At least for now, the outlook for green hydrogen in the United States is “pretty negative,” experts said.

“The overall impact is having major consequences for the use of electrolyzers, the production of green hydrogen and green ammonia,” Moberg said. “There are so many consequences, and some of them are outside of the (Inflation Reduction Act). So, the fact that the president has been very negative on offshore wind and on solar, that also slows down the development of the production of renewable energy. And of course, you need a lot of renewable energy to run these electrolyzers. …I think the overall current situation, in particular in the U.S., is pretty negative.”

Falling behind China

While the Trump administration is pulling back from clean hydrogen, China is going in the opposite direction, experts said.

Last month, the Chinese government announced plans ramp up its green hydrogen capacity by the end of the decade. The country is already home to the largest green hydrogen project in the world, as well as roughly 40% of all hydrogen refueling stations, according to a report by the World Economic Forum in January. Almost 60% of the world’s electrolyzers are made in Chinese factories, according to Bloomberg.

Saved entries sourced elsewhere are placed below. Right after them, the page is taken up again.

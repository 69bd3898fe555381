//! Pipeline Traits

use async_trait::async_trait;
use std::collections::HashMap;

use crate::pipeline::error::PipelineError;

/// Named values a stage reports on success, kept on the execution record
pub type StageMetrics = HashMap<String, serde_json::Value>;

/// Trait for pipeline stages that are executed in sequence
#[async_trait]
pub trait PipelineStage: Send + Sync {
    /// Get the unique identifier for this stage
    fn stage_id(&self) -> &'static str;

    /// Get the human-readable name for this stage
    fn stage_name(&self) -> &'static str;

    async fn execute(&mut self) -> Result<StageMetrics, PipelineError>;

    /// Whether data left by an earlier run can stand in after this stage fails
    async fn has_fallback(&self) -> bool {
        false
    }
}
//! Centralized error handling for the ETL pipeline
//!
//! Every collaborator boundary has its own error type so callers can decide
//! what is fatal:
//!
//! - **Table Errors**: warehouse reads/writes and identifier checks
//! - **Storage Errors**: durable storage copy/remove, carrying an `io::ErrorKind`
//! - **Acquisition Errors**: dataset download and archive extraction
//! - **Source Errors**: parsing the staged dataset CSV files
//! - **Output Errors**: partitioned CSV export and finalization
//!
//! Stage-level classification lives in [`crate::pipeline::PipelineError`].

pub mod types;

pub use types::*;

/// Convenience type alias for Results using AppError
pub type AppResult<T> = Result<T, AppError>;

/// Convenience type alias for table store Results
pub type TableResult<T> = Result<T, TableError>;

/// Convenience type alias for storage bridge Results
pub type StorageResult<T> = Result<T, StorageError>;

/// Convenience type alias for output Results
pub type OutputResult<T> = Result<T, OutputError>;
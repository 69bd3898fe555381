//! Reads the finalized export back and logs it

use async_trait::async_trait;
use std::path::PathBuf;
use std::sync::Arc;
use tracing::info;

use super::stage_ids;
use crate::database::{TableRef, TableStore};
use crate::output::read_latest_top_rated;
use crate::pipeline::error::PipelineError;
use crate::pipeline::traits::{PipelineStage, StageMetrics};

pub struct ShowOutputStage {
    store: Arc<dyn TableStore>,
    exploded_table: TableRef,
    output_dir: PathBuf,
    output_name: String,
}

impl ShowOutputStage {
    pub fn new(
        store: Arc<dyn TableStore>,
        exploded_table: TableRef,
        output_dir: PathBuf,
        output_name: String,
    ) -> Self {
        Self {
            store,
            exploded_table,
            output_dir,
            output_name,
        }
    }
}

#[async_trait]
impl PipelineStage for ShowOutputStage {
    fn stage_id(&self) -> &'static str {
        stage_ids::SHOW_OUTPUT
    }

    fn stage_name(&self) -> &'static str {
        "Show Output"
    }

    async fn execute(&mut self) -> Result<StageMetrics, PipelineError> {
        let (path, entries) =
            read_latest_top_rated(self.output_dir.clone(), self.output_name.clone())
                .await
                .map_err(|e| PipelineError::export("reading the finalized export", e))?;

        info!("Top rated movies ({}):", path.display());
        for (rank, entry) in entries.iter().enumerate() {
            info!("  {:>2}. {}", rank + 1, entry.title);
        }

        let exploded_rows = self
            .store
            .count_rows(&self.exploded_table)
            .await
            .map_err(|e| PipelineError::export(format!("counting {}", self.exploded_table), e))?;
        info!("Table {} holds {} rows", self.exploded_table, exploded_rows);

        let mut metrics = StageMetrics::new();
        metrics.insert("titles".to_string(), serde_json::json!(entries.len()));
        metrics.insert("exploded_rows".to_string(), serde_json::json!(exploded_rows));
        Ok(metrics)
    }
}
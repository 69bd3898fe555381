pub mod pipeline_execution;

pub use pipeline_execution::{PipelineExecution, PipelineStageExecution, PipelineStatus, StageStatus};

U.S. and China green hydrogen forecasts once tracked closely. But since the policy reversal in Washington, the gap is expected to sharply widen. S&P Global Commodity Insights now projects China will produce 33.4 million metric tons of green hydrogen by 2050, almost three times its previous estimate before Trump took office in January.

By comparison, the United States was estimated to be on track to reach 9.3 million metric tons by 2050 before Trump’s reelection. SP Global Commodity Insights has since sliced that projection in half.

“We’re already well behind,” Fillipelli said. “All the Inflation Reduction Act and the Bipartisan Infrastructure Bill were going to do is kind of get us slightly more caught up. We were already losing ground. And frankly, the country we’re losing ground to is China. …They’re investing so much in this. It’s shocking.”

“If you look across the board, they, where we’ve been pulling back, they’ve been leaning in,” Fillipelli added. “…Had we maintained the funding that we had set aside for this in the last administration, we very well might be able to catch up. Now, it seems less likely that we’ll be able to catch up.”

In the short run, the shake-up in federal clean-energy policy could have an impact on engineering and research efforts in Columbus — particularly when paired with the Trump administration’s recent move to raise the cost of an H-1B visa for skilled foreign workers to $100,000, experts said.

“As Cummins goes, we go — we have to say that up front,” Mohler said, referring to the local economy. “But the most impact I would see for our area would probably be in innovation (and) engineering activity. …The H-1B visa may have an impact on that as well. …With H-1B visas going up so high, and this hydrogen technology not readily accepted in the U.S., but it is in the Asia Pacific Area, you wonder if this doesn’t benefit those economies. Because Cummins (could) go ahead and hire the engineers and the scientists, let them stay where they’re at, do things remotely, and produce this technology for the growing China market.”

“Clean energy is something that will continue to move forward because climate change is becoming more and more evident,” Mohler added. “But without government support and assistance, we may consider … that progress will slow temporarily. …Who knows what the next administration will do? …The Biden administration put a lot of U.S. dollars behind it. The Trump administration is stepping back from that.”